- TASK BRIEF -
Which of the lines below mention the word "payload"? Pull each one out.

- THE RECORDS -
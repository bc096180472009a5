//! 인증 endpoint.
//!
//! - `POST /auth` - 이메일/비밀번호로 토큰 발급
//! - `POST /auth/refresh` - 유효한 토큰으로 새 토큰 발급

use std::sync::Arc;

use axum::{
    extract::{rejection::JsonRejection, State},
    http::{HeaderMap, StatusCode},
    routing::post,
    Json, Router,
};
use serde::{Deserialize, Serialize};
use tracing::{error, info, warn};
use utoipa::ToSchema;
use validator::Validate;

use crate::auth::{
    credential_from_headers, verify_password, AuthError, Principal, BEARER_PREFIX,
    DUMMY_PASSWORD_HASH,
};
use crate::error::{ApiResponse, EnvelopeResult};
use crate::metrics::{record_login, record_token_refresh};
use crate::state::AppState;

// ==================== 요청/응답 타입 ====================

/// 로그인 요청.
#[derive(Debug, Deserialize, Validate, ToSchema)]
pub struct LoginRequest {
    /// 로그인 이메일
    #[serde(default)]
    #[validate(
        length(min = 1, message = "이메일은 비어 있을 수 없습니다"),
        email(message = "유효하지 않은 이메일입니다")
    )]
    pub email: String,

    /// 비밀번호 (`senha`도 허용)
    #[serde(default, alias = "senha")]
    #[validate(length(min = 1, message = "비밀번호는 비어 있을 수 없습니다"))]
    pub password: String,
}

/// 토큰 응답.
#[derive(Debug, Clone, Serialize, Deserialize, ToSchema)]
pub struct TokenResponse {
    /// 서명된 토큰
    pub token: String,
    /// 토큰 타입 (항상 "Bearer")
    pub token_type: String,
    /// 유효 기간 (초)
    pub expires_in: i64,
}

impl TokenResponse {
    fn bearer(token: String, expires_in: i64) -> Self {
        Self {
            token,
            token_type: BEARER_PREFIX.trim_end().to_string(),
            expires_in,
        }
    }
}

fn failure<T>(status: StatusCode, errors: Vec<String>) -> (StatusCode, Json<ApiResponse<T>>) {
    (status, Json(ApiResponse::failure(errors)))
}

fn auth_failure<T>(err: &AuthError) -> (StatusCode, Json<ApiResponse<T>>) {
    failure(err.status_code(), vec![err.public_message()])
}

fn validation_messages(request: &LoginRequest) -> Vec<String> {
    let Err(errors) = request.validate() else {
        return Vec::new();
    };

    let mut messages: Vec<String> = errors
        .field_errors()
        .iter()
        .flat_map(|(field, errors)| {
            errors.iter().map(move |e| {
                e.message
                    .as_ref()
                    .map(|m| m.to_string())
                    .unwrap_or_else(|| format!("{}: 유효하지 않은 값", field))
            })
        })
        .collect();
    messages.sort();
    messages
}

// ==================== 핸들러 ====================

/// 이메일/비밀번호 확인.
///
/// 사용자가 없거나, 비밀번호가 설정되지 않았거나, 틀린 경우를 구분하지 않습니다.
async fn verify_credentials(
    state: &AppState,
    email: &str,
    password: String,
) -> Result<Principal, AuthError> {
    let principal = state.auth.find_principal(email).await?;
    let stored_hash = principal
        .as_ref()
        .and_then(|p| p.password_hash.clone())
        .filter(|h| !h.is_empty());
    let has_hash = stored_hash.is_some();
    // 검증할 해시가 없어도 같은 비용의 Argon2 검증을 수행
    let hash = stored_hash.unwrap_or_else(|| DUMMY_PASSWORD_HASH.to_string());

    // Argon2 검증은 CPU 작업이므로 블로킹 스레드에서 수행
    let matches = tokio::task::spawn_blocking(move || verify_password(&password, &hash))
        .await
        .map_err(|e| AuthError::Internal(e.to_string()))?;

    match principal {
        Some(principal) if has_hash && matches => Ok(principal),
        _ => Err(AuthError::InvalidCredentials),
    }
}

/// 로그인.
///
/// POST /auth
#[utoipa::path(
    post,
    path = "/auth",
    tag = "auth",
    request_body = LoginRequest,
    responses(
        (status = 200, description = "토큰 발급 성공", body = ApiResponse<TokenResponse>),
        (status = 400, description = "요청 형식 오류", body = ApiResponse<TokenResponse>),
        (status = 401, description = "이메일 또는 비밀번호 불일치", body = ApiResponse<TokenResponse>),
        (status = 503, description = "인증 저장소 사용 불가", body = ApiResponse<TokenResponse>)
    )
)]
pub async fn login(
    State(state): State<Arc<AppState>>,
    payload: Result<Json<LoginRequest>, JsonRejection>,
) -> EnvelopeResult<TokenResponse> {
    let Json(request) = payload.map_err(|rejection| {
        record_login("invalid_request");
        failure(StatusCode::BAD_REQUEST, vec![rejection.body_text()])
    })?;

    let messages = validation_messages(&request);
    if !messages.is_empty() {
        record_login("invalid_request");
        return Err(failure(StatusCode::BAD_REQUEST, messages));
    }

    let principal = match verify_credentials(&state, &request.email, request.password).await {
        Ok(principal) => principal,
        Err(e @ AuthError::Unavailable(_)) => {
            record_login("unavailable");
            warn!(email = %request.email, error = %e, "Login failed: principal store unavailable");
            return Err(auth_failure(&e));
        }
        Err(e @ AuthError::Internal(_)) => {
            record_login("error");
            error!(email = %request.email, error = %e, "Login failed");
            return Err(auth_failure(&e));
        }
        Err(e) => {
            record_login("invalid_credentials");
            warn!(email = %request.email, "Login rejected: invalid credentials");
            return Err(auth_failure(&e));
        }
    };

    let token = state.tokens().issue_token(&principal).map_err(|e| {
        record_login("error");
        error!(email = %principal.email, error = %e, "Token issuance failed");
        auth_failure(&AuthError::Internal(e.to_string()))
    })?;

    record_login("success");
    info!(email = %principal.email, role = %principal.role, "Login succeeded");

    Ok(Json(ApiResponse::success(TokenResponse::bearer(
        token,
        state.tokens().ttl().num_seconds(),
    ))))
}

/// 토큰 갱신.
///
/// POST /auth/refresh
#[utoipa::path(
    post,
    path = "/auth/refresh",
    tag = "auth",
    security(("bearer_auth" = [])),
    responses(
        (status = 200, description = "새 토큰 발급", body = ApiResponse<TokenResponse>),
        (status = 400, description = "Authorization 헤더 없음", body = ApiResponse<TokenResponse>),
        (status = 401, description = "유효하지 않거나 만료된 토큰", body = ApiResponse<TokenResponse>)
    )
)]
pub async fn refresh(
    State(state): State<Arc<AppState>>,
    headers: HeaderMap,
) -> EnvelopeResult<TokenResponse> {
    let token = credential_from_headers(&headers).map_err(|e| {
        record_token_refresh("missing_token");
        failure(StatusCode::BAD_REQUEST, vec![e.to_string()])
    })?;

    let refreshed = state.tokens().refresh_token(token).map_err(|e| {
        record_token_refresh(e.as_label());
        info!(reason = %e, "Token refresh rejected");
        auth_failure(&AuthError::from(e))
    })?;

    record_token_refresh("success");

    Ok(Json(ApiResponse::success(TokenResponse::bearer(
        refreshed,
        state.tokens().ttl().num_seconds(),
    ))))
}

/// 인증 라우터 생성.
pub fn auth_router() -> Router<Arc<AppState>> {
    Router::new()
        .route("/", post(login))
        .route("/refresh", post(refresh))
}

#[cfg(test)]
mod tests {
    use super::*;
    use crate::state::{create_test_state, TEST_PASSWORD};
    use axum::{
        body::Body,
        http::{header, Request},
    };
    use tower::ServiceExt;

    fn app() -> (Router, Arc<AppState>) {
        let state = Arc::new(create_test_state());
        let router = Router::new()
            .nest("/auth", auth_router())
            .with_state(state.clone());
        (router, state)
    }

    async fn post_json(
        router: Router,
        uri: &str,
        body: serde_json::Value,
    ) -> (StatusCode, serde_json::Value) {
        let response = router
            .oneshot(
                Request::builder()
                    .method("POST")
                    .uri(uri)
                    .header(header::CONTENT_TYPE, "application/json")
                    .body(Body::from(body.to_string()))
                    .unwrap(),
            )
            .await
            .unwrap();

        let status = response.status();
        let body = axum::body::to_bytes(response.into_body(), usize::MAX)
            .await
            .unwrap();
        (status, serde_json::from_slice(&body).unwrap())
    }

    #[tokio::test]
    async fn test_login_success() {
        let (router, state) = app();
        let (status, json) = post_json(
            router,
            "/auth",
            serde_json::json!({"email": "admin@kazale.com", "senha": TEST_PASSWORD}),
        )
        .await;

        assert_eq!(status, StatusCode::OK);
        assert_eq!(json["errors"], serde_json::json!([]));
        assert_eq!(json["data"]["token_type"], "Bearer");
        assert_eq!(json["data"]["expires_in"], 604_800);

        let token = json["data"]["token"].as_str().unwrap();
        assert!(state.tokens().validate_token(token));
        assert_eq!(
            state.tokens().subject_from_token(token).as_deref(),
            Some("admin@kazale.com")
        );
    }

    #[tokio::test]
    async fn test_login_wrong_password() {
        let (router, _) = app();
        let (status, json) = post_json(
            router,
            "/auth",
            serde_json::json!({"email": "admin@kazale.com", "password": "wrong"}),
        )
        .await;

        assert_eq!(status, StatusCode::UNAUTHORIZED);
        assert!(json["data"].is_null());
        assert_eq!(json["errors"].as_array().unwrap().len(), 1);
    }

    #[tokio::test]
    async fn test_login_unknown_user_looks_like_wrong_password() {
        let (router, _) = app();
        let (unknown_status, unknown) = post_json(
            router.clone(),
            "/auth",
            serde_json::json!({"email": "ghost@kazale.com", "password": TEST_PASSWORD}),
        )
        .await;
        let (wrong_status, wrong) = post_json(
            router,
            "/auth",
            serde_json::json!({"email": "admin@kazale.com", "password": "nope"}),
        )
        .await;

        assert_eq!(unknown_status, wrong_status);
        assert_eq!(unknown["errors"], wrong["errors"]);
    }

    #[tokio::test]
    async fn test_login_validation_errors() {
        let (router, _) = app();
        let (status, json) = post_json(
            router,
            "/auth",
            serde_json::json!({"email": "not-an-email", "password": ""}),
        )
        .await;

        assert_eq!(status, StatusCode::BAD_REQUEST);
        let errors: Vec<&str> = json["errors"]
            .as_array()
            .unwrap()
            .iter()
            .map(|e| e.as_str().unwrap())
            .collect();
        assert!(errors.contains(&"유효하지 않은 이메일입니다"));
        assert!(errors.contains(&"비밀번호는 비어 있을 수 없습니다"));
    }

    #[tokio::test]
    async fn test_login_malformed_json() {
        let (router, _) = app();
        let response = router
            .oneshot(
                Request::builder()
                    .method("POST")
                    .uri("/auth")
                    .header(header::CONTENT_TYPE, "application/json")
                    .body(Body::from("{not json"))
                    .unwrap(),
            )
            .await
            .unwrap();

        assert_eq!(response.status(), StatusCode::BAD_REQUEST);
    }

    #[tokio::test]
    async fn test_refresh_requires_header() {
        let (router, _) = app();
        let response = router
            .oneshot(
                Request::builder()
                    .method("POST")
                    .uri("/auth/refresh")
                    .body(Body::empty())
                    .unwrap(),
            )
            .await
            .unwrap();

        assert_eq!(response.status(), StatusCode::BAD_REQUEST);
    }

    #[tokio::test]
    async fn test_refresh_invalid_token() {
        let (router, _) = app();
        let response = router
            .oneshot(
                Request::builder()
                    .method("POST")
                    .uri("/auth/refresh")
                    .header(header::AUTHORIZATION, "Bearer garbage")
                    .body(Body::empty())
                    .unwrap(),
            )
            .await
            .unwrap();

        assert_eq!(response.status(), StatusCode::UNAUTHORIZED);
    }

    #[tokio::test]
    async fn test_refresh_issues_later_token() {
        let (router, state) = app();
        let principal = Principal::new(1, "admin@kazale.com", None, crate::auth::Role::Admin);
        let original = state.tokens().issue_token(&principal).unwrap();

        let response = router
            .oneshot(
                Request::builder()
                    .method("POST")
                    .uri("/auth/refresh")
                    .header(header::AUTHORIZATION, format!("Bearer {}", original))
                    .body(Body::empty())
                    .unwrap(),
            )
            .await
            .unwrap();
        assert_eq!(response.status(), StatusCode::OK);

        let body = axum::body::to_bytes(response.into_body(), usize::MAX)
            .await
            .unwrap();
        let json: serde_json::Value = serde_json::from_slice(&body).unwrap();
        let refreshed = json["data"]["token"].as_str().unwrap();

        let old = state.tokens().verify(&original).unwrap();
        let new = state.tokens().verify(refreshed).unwrap();
        assert_eq!(new.sub, old.sub);
        assert!(new.exp > old.exp);
    }
}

- EXERCISE OUTPUT -
    payload: Result<Json<LoginRequest>, JsonRejection>,
    let Json(request) = payload.map_err(|rejection| {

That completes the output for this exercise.